Scan the data. Collect each line that contains the word "check".

Stored items:

────

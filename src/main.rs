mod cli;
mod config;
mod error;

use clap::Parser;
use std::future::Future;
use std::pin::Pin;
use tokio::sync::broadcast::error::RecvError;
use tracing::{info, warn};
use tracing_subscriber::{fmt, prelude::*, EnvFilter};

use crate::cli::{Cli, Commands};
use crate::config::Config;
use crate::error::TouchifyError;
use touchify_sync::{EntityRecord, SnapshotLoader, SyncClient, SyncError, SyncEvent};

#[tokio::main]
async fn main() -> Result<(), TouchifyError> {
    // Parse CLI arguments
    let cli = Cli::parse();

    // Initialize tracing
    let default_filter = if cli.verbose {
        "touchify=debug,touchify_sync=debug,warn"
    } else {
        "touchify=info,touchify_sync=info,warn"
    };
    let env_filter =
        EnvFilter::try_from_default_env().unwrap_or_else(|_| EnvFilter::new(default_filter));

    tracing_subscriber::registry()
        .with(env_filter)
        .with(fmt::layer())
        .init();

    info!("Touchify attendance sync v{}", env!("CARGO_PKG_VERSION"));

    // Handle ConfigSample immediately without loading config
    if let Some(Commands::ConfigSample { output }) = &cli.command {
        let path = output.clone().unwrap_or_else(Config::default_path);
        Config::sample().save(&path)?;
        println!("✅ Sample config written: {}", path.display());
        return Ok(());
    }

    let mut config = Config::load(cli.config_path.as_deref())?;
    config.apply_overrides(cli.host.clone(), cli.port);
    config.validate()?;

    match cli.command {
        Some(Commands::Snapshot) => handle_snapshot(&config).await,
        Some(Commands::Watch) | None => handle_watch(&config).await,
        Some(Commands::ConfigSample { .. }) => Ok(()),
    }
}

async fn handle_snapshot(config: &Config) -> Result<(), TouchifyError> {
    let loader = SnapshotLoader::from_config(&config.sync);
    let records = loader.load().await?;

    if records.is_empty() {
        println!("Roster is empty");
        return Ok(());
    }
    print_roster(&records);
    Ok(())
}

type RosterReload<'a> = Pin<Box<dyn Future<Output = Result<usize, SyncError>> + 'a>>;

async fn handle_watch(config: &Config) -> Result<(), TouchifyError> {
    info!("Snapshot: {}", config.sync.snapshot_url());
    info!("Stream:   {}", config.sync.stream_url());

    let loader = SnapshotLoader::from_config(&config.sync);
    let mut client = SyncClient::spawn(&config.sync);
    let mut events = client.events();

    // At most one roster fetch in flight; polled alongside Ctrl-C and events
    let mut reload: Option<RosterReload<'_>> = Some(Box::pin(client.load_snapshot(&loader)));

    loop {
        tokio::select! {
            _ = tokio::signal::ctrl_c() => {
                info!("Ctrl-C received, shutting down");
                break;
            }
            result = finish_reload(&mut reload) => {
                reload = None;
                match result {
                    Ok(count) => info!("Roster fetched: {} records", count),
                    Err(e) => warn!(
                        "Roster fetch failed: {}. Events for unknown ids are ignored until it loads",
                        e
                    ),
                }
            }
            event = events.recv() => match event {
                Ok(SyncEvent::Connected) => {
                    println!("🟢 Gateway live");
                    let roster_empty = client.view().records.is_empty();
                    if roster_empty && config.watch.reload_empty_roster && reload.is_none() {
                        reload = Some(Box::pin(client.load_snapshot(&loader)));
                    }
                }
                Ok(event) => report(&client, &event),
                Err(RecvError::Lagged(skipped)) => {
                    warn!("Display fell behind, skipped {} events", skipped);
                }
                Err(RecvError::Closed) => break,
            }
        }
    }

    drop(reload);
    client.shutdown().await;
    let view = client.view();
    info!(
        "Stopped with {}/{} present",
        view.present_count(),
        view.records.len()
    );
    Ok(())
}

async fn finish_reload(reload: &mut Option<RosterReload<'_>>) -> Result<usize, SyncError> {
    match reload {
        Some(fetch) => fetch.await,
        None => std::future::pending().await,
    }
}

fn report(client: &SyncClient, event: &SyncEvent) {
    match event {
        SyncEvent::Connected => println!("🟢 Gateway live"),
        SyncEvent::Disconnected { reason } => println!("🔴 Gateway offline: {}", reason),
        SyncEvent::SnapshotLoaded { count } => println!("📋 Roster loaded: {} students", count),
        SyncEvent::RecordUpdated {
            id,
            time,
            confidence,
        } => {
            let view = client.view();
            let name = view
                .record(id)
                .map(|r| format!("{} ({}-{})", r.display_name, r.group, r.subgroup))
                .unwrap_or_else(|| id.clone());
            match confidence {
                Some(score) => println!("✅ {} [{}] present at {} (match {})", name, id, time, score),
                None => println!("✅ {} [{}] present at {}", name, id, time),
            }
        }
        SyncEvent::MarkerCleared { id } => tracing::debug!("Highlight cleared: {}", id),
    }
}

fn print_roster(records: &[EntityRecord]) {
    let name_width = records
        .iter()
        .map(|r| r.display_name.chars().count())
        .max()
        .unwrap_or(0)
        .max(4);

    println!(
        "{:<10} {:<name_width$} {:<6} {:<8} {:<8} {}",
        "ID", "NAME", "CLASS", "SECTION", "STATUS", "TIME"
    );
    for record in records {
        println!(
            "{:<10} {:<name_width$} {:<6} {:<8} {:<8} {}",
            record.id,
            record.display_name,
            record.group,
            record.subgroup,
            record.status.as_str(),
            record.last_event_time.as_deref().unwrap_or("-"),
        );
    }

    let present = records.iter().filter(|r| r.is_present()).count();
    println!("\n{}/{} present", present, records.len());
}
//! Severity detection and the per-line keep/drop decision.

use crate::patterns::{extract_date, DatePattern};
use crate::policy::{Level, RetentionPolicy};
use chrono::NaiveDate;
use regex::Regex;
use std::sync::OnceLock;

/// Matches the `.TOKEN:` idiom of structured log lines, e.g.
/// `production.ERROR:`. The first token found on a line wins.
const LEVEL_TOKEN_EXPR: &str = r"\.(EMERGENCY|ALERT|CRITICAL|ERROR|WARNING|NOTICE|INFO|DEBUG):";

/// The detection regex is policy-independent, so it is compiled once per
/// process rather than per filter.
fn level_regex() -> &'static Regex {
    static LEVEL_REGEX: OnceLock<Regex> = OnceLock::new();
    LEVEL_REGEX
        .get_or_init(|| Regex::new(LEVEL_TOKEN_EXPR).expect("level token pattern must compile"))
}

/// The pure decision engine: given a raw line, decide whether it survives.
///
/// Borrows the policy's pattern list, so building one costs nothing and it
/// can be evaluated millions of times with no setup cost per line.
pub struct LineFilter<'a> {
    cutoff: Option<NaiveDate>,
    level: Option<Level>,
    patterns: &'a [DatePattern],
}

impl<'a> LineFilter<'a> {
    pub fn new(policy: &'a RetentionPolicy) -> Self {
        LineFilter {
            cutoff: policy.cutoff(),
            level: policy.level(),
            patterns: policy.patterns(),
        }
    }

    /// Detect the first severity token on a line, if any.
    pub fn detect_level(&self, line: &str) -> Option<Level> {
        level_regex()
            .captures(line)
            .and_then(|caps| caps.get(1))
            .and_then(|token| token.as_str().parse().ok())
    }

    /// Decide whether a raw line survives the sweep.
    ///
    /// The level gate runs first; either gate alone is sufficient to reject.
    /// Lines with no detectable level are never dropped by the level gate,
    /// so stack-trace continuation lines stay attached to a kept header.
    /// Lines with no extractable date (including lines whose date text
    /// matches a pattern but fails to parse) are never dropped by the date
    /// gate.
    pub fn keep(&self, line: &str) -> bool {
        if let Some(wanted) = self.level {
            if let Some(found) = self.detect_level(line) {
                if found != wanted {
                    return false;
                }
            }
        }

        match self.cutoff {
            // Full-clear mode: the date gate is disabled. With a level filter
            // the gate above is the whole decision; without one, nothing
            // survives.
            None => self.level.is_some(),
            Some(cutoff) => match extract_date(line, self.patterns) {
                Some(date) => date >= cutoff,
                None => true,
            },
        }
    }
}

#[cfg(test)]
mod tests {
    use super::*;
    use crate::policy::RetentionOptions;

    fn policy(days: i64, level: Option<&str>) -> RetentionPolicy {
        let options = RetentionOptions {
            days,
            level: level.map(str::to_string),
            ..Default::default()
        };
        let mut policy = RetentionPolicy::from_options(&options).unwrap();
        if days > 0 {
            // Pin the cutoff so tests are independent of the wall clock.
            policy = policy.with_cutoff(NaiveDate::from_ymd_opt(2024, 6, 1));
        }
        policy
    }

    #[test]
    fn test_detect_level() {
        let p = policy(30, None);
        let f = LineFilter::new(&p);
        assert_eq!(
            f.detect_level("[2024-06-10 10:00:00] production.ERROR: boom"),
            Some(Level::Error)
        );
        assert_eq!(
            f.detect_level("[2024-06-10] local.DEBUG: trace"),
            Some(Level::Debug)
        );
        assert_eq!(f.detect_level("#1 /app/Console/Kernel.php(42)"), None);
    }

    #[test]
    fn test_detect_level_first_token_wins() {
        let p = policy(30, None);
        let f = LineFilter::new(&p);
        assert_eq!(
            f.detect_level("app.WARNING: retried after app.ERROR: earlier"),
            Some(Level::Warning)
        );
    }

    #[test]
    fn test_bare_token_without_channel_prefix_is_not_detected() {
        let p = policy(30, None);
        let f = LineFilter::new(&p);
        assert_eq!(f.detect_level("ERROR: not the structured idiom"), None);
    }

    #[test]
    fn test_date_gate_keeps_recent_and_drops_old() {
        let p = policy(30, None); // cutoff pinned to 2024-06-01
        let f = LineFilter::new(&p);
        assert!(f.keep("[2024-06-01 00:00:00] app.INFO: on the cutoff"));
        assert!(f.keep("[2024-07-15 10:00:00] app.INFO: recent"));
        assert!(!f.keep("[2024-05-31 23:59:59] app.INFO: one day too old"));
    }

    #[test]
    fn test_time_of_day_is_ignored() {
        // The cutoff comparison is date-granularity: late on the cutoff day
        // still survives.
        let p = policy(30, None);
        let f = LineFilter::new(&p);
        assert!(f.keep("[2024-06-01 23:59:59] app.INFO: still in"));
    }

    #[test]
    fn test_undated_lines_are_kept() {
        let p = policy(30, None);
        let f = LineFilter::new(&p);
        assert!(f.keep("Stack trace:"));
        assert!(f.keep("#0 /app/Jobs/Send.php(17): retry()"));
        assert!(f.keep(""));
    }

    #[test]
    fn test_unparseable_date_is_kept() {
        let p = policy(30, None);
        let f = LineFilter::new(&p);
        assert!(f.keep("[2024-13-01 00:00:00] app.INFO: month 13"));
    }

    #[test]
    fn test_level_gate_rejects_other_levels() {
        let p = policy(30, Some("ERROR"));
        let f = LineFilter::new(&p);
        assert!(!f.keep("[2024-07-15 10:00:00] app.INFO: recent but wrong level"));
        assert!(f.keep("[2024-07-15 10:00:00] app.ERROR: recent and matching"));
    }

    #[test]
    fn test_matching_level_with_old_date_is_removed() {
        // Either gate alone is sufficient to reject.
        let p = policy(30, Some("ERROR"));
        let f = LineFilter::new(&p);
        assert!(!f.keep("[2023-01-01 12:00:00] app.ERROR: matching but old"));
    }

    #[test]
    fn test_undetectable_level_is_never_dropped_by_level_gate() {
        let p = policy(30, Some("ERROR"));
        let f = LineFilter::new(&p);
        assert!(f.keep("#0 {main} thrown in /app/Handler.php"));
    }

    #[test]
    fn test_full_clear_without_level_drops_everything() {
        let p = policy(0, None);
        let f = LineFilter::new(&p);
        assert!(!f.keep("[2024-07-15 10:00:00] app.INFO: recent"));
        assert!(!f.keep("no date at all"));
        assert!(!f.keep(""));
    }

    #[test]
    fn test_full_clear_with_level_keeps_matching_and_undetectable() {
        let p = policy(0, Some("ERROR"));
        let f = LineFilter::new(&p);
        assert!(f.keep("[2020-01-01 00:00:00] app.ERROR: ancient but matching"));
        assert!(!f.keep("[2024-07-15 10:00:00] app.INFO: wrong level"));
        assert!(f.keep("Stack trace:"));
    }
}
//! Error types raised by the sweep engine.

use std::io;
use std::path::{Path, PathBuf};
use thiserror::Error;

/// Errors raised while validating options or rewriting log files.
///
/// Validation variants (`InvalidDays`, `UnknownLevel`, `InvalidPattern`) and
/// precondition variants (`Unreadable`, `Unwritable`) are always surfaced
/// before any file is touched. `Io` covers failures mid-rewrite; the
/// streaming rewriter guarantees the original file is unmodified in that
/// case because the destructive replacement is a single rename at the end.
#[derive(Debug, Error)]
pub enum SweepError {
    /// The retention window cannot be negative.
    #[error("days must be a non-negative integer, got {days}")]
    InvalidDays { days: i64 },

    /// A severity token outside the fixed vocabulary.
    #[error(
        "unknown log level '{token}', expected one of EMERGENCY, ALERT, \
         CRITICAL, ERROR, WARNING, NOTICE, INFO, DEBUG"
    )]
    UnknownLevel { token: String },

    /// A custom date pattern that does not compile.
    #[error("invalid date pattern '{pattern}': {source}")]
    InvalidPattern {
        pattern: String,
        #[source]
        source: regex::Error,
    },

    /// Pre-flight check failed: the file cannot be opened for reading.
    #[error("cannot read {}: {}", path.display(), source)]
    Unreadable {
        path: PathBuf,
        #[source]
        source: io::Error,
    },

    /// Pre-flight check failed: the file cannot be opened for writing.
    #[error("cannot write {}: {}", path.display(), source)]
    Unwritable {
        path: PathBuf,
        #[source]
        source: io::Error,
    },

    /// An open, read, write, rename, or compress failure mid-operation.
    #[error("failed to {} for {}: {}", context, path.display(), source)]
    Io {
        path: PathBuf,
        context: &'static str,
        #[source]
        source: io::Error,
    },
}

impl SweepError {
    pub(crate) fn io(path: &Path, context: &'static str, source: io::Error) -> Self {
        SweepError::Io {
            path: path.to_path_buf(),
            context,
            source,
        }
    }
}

────

TASK OUTPUT:
    /// Pre-flight check failed: the file cannot be opened for reading.
    /// Pre-flight check failed: the file cannot be opened for writing.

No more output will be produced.